ACUTE NEPHROTOXICITY OF A CARCINOGENIC IRON CHELATE - SELECTIVE-INHIBITION OF A PROTEOLYTIC CONVERSION OF ALPHA(2U)-GLOBULIN TO THE KIDNEY FATTY-ACID-BINDING PROTEIN

The mechanism of acute nephrotoxicity of an iron chelate in vivo has been investigated. Administration of a renal carcinogen ferric nitrilotriacetate (Fe-NTA) (15 mg Fe/kg body weight, intraperitoneally) led to selective loss of a renal protein with an apparent molecular mass of 17 kDa. Analysis of the 17 kDa protein by NH2-terminal sequence demonstrated its identity over 16 NH2-terminal residues as a kidney fatty acid-binding protein (k-FABP) that is a proteolytically modified form of alpha(2U)-globulin, a major urinary protein of adult male rats. An immunochemical study using anti-alpha(2U)-globulin polyclonal antibodies confirmed that a single injection of Fe-NTA led to a decrease in k-FABP levels.

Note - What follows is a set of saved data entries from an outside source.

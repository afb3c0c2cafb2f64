use serde::{Deserialize, Serialize};
use thiserror::Error;

pub(crate) const MSG_SERVER_ANALYSIS_FAILED: &str = "Lỗi phân tích dữ liệu từ server. Xin hãy thử lại sau ít phút.";
pub(crate) const MSG_TIMED_OUT: &str = "Yêu cầu đến API bị hết thời gian chờ. Vui lòng thử lại sau.";

/// Failure modes of one submit-and-poll cycle against the crew API.
#[derive(Debug, Clone, PartialEq, Error)]
pub enum JobError {
    /// Kickoff was answered but rejected (`http_status` set) or carried no usable job handle
    #[error("job submission failed: {message}")]
    Submission { message: String, http_status: Option<u16> },

    /// Server reported the job as ERROR
    #[error("remote job reported ERROR")]
    RemoteJob,

    /// Job succeeded but carried an empty or unusable result
    #[error("job result could not be used: {0}")]
    Parse(String),

    /// Ran out of polling attempts without a terminal state
    #[error("job did not finish within {attempts} polling attempts")]
    Timeout { attempts: u32 },

    #[error("transport error: {message}")]
    Transport { message: String, timed_out: bool },
}

impl JobError {
    pub fn transport(error: &reqwest::Error) -> Self {
        JobError::Transport {
            message: error.to_string(),
            timed_out: error.is_timeout(),
        }
    }

    pub fn submission(message: impl Into<String>) -> Self {
        JobError::Submission {
            message: message.into(),
            http_status: None,
        }
    }

    pub fn submission_http(http_status: u16, message: impl Into<String>) -> Self {
        JobError::Submission {
            message: message.into(),
            http_status: Some(http_status),
        }
    }

    /// Whether this error should be surfaced as a gateway timeout
    pub fn is_timeout(&self) -> bool {
        matches!(
            self,
            JobError::Timeout { .. } | JobError::Transport { timed_out: true, .. }
        )
    }

    /// User-facing message shown by the dashboard
    pub fn localized_message(&self) -> String {
        match self {
            JobError::RemoteJob | JobError::Parse(_) => MSG_SERVER_ANALYSIS_FAILED.to_string(),
            JobError::Timeout { .. } | JobError::Transport { timed_out: true, .. } => {
                MSG_TIMED_OUT.to_string()
            }
            JobError::Transport { message, .. } => format!("Lỗi kết nối API: {}", message),
            JobError::Submission { message, http_status: Some(_) } => format!("Lỗi HTTP từ API: {}", message),
            JobError::Submission { message, http_status: None } => {
                format!("Đã xảy ra lỗi không mong muốn: {}", message)
            }
        }
    }
}

/// Uniform error record returned to callers: `{"status": "error", "error": "..."}`
#[derive(Debug, Clone, PartialEq, Eq, Serialize, Deserialize)]
pub struct ErrorResult {
    pub status: String,
    pub error: String,
}

impl ErrorResult {
    pub fn new(message: impl Into<String>) -> Self {
        Self {
            status: "error".to_string(),
            error: message.into(),
        }
    }
}

impl From<&JobError> for ErrorResult {
    fn from(error: &JobError) -> Self {
        ErrorResult::new(error.localized_message())
    }
}

impl From<JobError> for ErrorResult {
    fn from(error: JobError) -> Self {
        ErrorResult::from(&error)
    }
}

#[derive(Debug, Error)]
pub enum ConfigError {
    #[error("{0} must be set")]
    Missing(&'static str),

    #[error("failed to read config file {path}: {source}")]
    Read {
        path: String,
        #[source]
        source: std::io::Error,
    },

    #[error("failed to parse YAML config: {0}")]
    Yaml(#[from] serde_yaml::Error),
}

#[cfg(test)]
mod tests {
    use super::*;

    #[test]
    fn test_server_side_failures_share_generic_message() {
        let remote = ErrorResult::from(JobError::RemoteJob);
        let parse = ErrorResult::from(JobError::Parse("empty result_json".to_string()));
        assert_eq!(remote.status, "error");
        assert_eq!(remote.error, MSG_SERVER_ANALYSIS_FAILED);
        assert_eq!(remote, parse);
    }

    #[test]
    fn test_timeouts_use_timeout_message() {
        let exhausted = JobError::Timeout { attempts: 20 };
        let transport = JobError::Transport {
            message: "operation timed out".to_string(),
            timed_out: true,
        };
        assert!(exhausted.is_timeout());
        assert!(transport.is_timeout());
        assert_eq!(exhausted.localized_message(), MSG_TIMED_OUT);
        assert_eq!(transport.localized_message(), MSG_TIMED_OUT);
    }

    #[test]
    fn test_connection_error_keeps_detail() {
        let error = JobError::Transport {
            message: "connection refused".to_string(),
            timed_out: false,
        };
        assert!(!error.is_timeout());
        assert_eq!(error.localized_message(), "Lỗi kết nối API: connection refused");
    }

    #[test]
    fn test_submission_message_depends_on_cause() {
        let rejected = JobError::submission_http(401, "kickoff returned 401 Unauthorized");
        assert_eq!(
            rejected.localized_message(),
            "Lỗi HTTP từ API: kickoff returned 401 Unauthorized"
        );

        let no_handle = JobError::submission("kickoff response has no kickoff_id");
        assert_eq!(
            no_handle.localized_message(),
            "Đã xảy ra lỗi không mong muốn: kickoff response has no kickoff_id"
        );
        assert!(!no_handle.is_timeout());
    }

    #[test]
    fn test_error_result_serializes_with_status_field() {
        let json = serde_json::to_value(ErrorResult::new("boom")).unwrap();
        assert_eq!(json, serde_json::json!({"status": "error", "error": "boom"}));
    }
}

However, a 19-kDa protein identical to the alpha(2U)-globulin progressively appeared in the kidney, suggesting that the proteolytic processing of alpha(2U)-globulin in the renal proximal tubules was suppressed by the treatment with Fe-NTA. By monitoring k-FABP and its precursor alpha(2U)-globulin, it was determined that repeated exposure to Pe-NTA caused suppression of both proteolytic and endocytotic activity of the kidney. The implications of these data in relation to the nephrotoxicity of Fe-NTA are discussed.